Saturday, November 20, 2004

Revolution In Reverse (washingtonpost.com)

Revolution In Reverse (washingtonpost.com): "In solidifying its power, the GOP is loosening its ethics. | By E. J. Dionne Jr. | Friday, November 19, 2004; Page A29

'And I want to say to you bluntly: You live today with the most corrupt congressional leadership we have seen in the United States in the 20th century. You have to go back to the Gilded Age of the 1870s and 1880s to have anything comparable that we've lived through.'
...
But however appropriate that ringing indictment may seem to the moment, it did not issue from any Democrat this week. The words were spoken in February 1992 by a House Republican named Newt Gingrich. Gingrich was then building the momentum that led to the historic Republican takeover of Congress two years later.

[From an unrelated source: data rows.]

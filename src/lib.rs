//! # rfgate
//!
//! An authenticated command gateway for amateur-radio repeater control.
//! Operator commands arrive from the radio RX chain over local IPC
//! (ZeroMQ, a named pipe, or a Unix socket), are authenticated with
//! per-operator ECDSA keys, checked against replay and rate policy, and
//! executed against the SVXLink controller.
//!
//! ## Quick Start
//!
//! ```no_run
//! use rfgate::{Gateway, GatewayConfig, KeyStore, ShutdownFlag, ZmqTransport};
//! use std::sync::Arc;
//!
//! #[tokio::main]
//! async fn main() -> rfgate::Result<()> {
//!     let config = GatewayConfig::load("/etc/rfgate/rfgate.yaml".as_ref())?;
//!     let keystore = KeyStore::load(&config.authorized_keys_dir)?;
//!     keystore.ensure_nonempty()?;
//!
//!     let mut transport = ZmqTransport::bind(&config).await?;
//!     let shutdown = ShutdownFlag::new();
//!     let gateway = Gateway::new(config, Arc::new(parking_lot::RwLock::new(keystore)));
//!     gateway.run(&mut transport, &shutdown).await
//! }
//! ```

#![warn(missing_docs)]
#![warn(rust_2018_idioms)]

pub mod auth;
pub mod command;
pub mod config;
pub mod control;
pub mod error;
pub mod gateway;
pub mod guard;
pub mod reply;
pub mod transport;

// Re-export main types
pub use auth::{verify_signature, AuthorizedKey, KeyFormat, KeyMaterial, KeyStore, Verdict};
pub use command::{normalize_callsign, CommandEnvelope};
pub use config::{ControlMode, GatewayConfig, IpcMechanism};
pub use control::{Executor, Outcome, RepeaterCommand};
pub use error::{
    AuthError, ConfigError, ExecutionError, GatewayError, ParseError, ReplayError, Result,
    SignatureError, TransportError,
};
pub use gateway::{Gateway, ProcessOutcome};
pub use guard::{GuardPolicy, ReplayGuard};
pub use reply::{extract_parameter, Reply, ReplyStatus};
pub use transport::{
    CommandSource, ParameterUpdate, PipeSource, ReceivedFrame, ShutdownFlag, UnixSocketSource,
    ZmqTransport,
};
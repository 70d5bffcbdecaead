//! ECDSA signature verification
//!
//! Verifies a DER-encoded ECDSA signature (SHA-256 digest) of the raw
//! command payload against an operator's authorized key. The verifier
//! never returns an error to the caller: any parse failure, wrong key
//! type, or mismatch yields `valid == false` plus a diagnostic reason,
//! and the gateway treats all of them identically (fail closed).

use super::keystore::{AuthorizedKey, KeyMaterial};
use p256::ecdsa::signature::hazmat::PrehashVerifier;
use p256::ecdsa::signature::Verifier;
use sha2::{Digest, Sha256};

/// Outcome of a verification attempt
#[derive(Debug, Clone, PartialEq)]
pub struct Verdict {
    /// Whether the signature verified
    pub valid: bool,
    /// Diagnostic reason when `valid` is false (never shown to the
    /// remote operator beyond a generic failure message)
    pub reason: Option<String>,
}

impl Verdict {
    fn valid() -> Self {
        Self {
            valid: true,
            reason: None,
        }
    }

    fn invalid(reason: impl Into<String>) -> Self {
        Self {
            valid: false,
            reason: Some(reason.into()),
        }
    }
}

/// Verify `signature` (DER) over the literal `message` bytes with `key`
///
/// The digest is always SHA-256, regardless of curve: P-256 verifies the
/// message directly (SHA-256 is its native digest), P-384 verifies the
/// SHA-256 prehash. Opaque (armored) key material fails closed.
pub fn verify_signature(key: &AuthorizedKey, message: &[u8], signature: &[u8]) -> Verdict {
    if signature.is_empty() {
        return Verdict::invalid("empty signature");
    }

    match &key.material {
        KeyMaterial::P256(verifying_key) => {
            let sig = match p256::ecdsa::Signature::from_der(signature) {
                Ok(sig) => sig,
                Err(e) => return Verdict::invalid(format!("DER decode failed: {}", e)),
            };
            match verifying_key.verify(message, &sig) {
                Ok(()) => Verdict::valid(),
                Err(_) => Verdict::invalid("signature mismatch (P-256)"),
            }
        }
        KeyMaterial::P384(verifying_key) => {
            let sig = match p384::ecdsa::Signature::from_der(signature) {
                Ok(sig) => sig,
                Err(e) => return Verdict::invalid(format!("DER decode failed: {}", e)),
            };
            let digest = Sha256::digest(message);
            match verifying_key.verify_prehash(&digest, &sig) {
                Ok(()) => Verdict::valid(),
                Err(_) => Verdict::invalid("signature mismatch (P-384)"),
            }
        }
        KeyMaterial::Opaque(_) => {
            Verdict::invalid("opaque key material requires an external verifier")
        }
    }
}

The GOP modestly called what it was up to a "revolution."
...
Some Republicans, at least, remember what they stood for 10 years ago. "We took a strong stand in 1994 to make clear the Republican conference would live by a higher standard than our Democratic colleagues," Rep. Chris Shays, a Connecticut Republican, said in a statement. Shays also told reporters: "We won election in '94 because we were going to be different, and what I continue to see is a slow but very consistent erosion in what made us different."

Shays reminds us that when and he and Gingrich were in the opposition, they gave voice to many who worried about the dangers of an entrenched majority that came to assume it had a right to power and could do whatever was necessary to keep it. Gingrich's line about the Gilded Age just may have come 12 years too early. You don't have to be a crackpot to believe that the Gilded Age is now.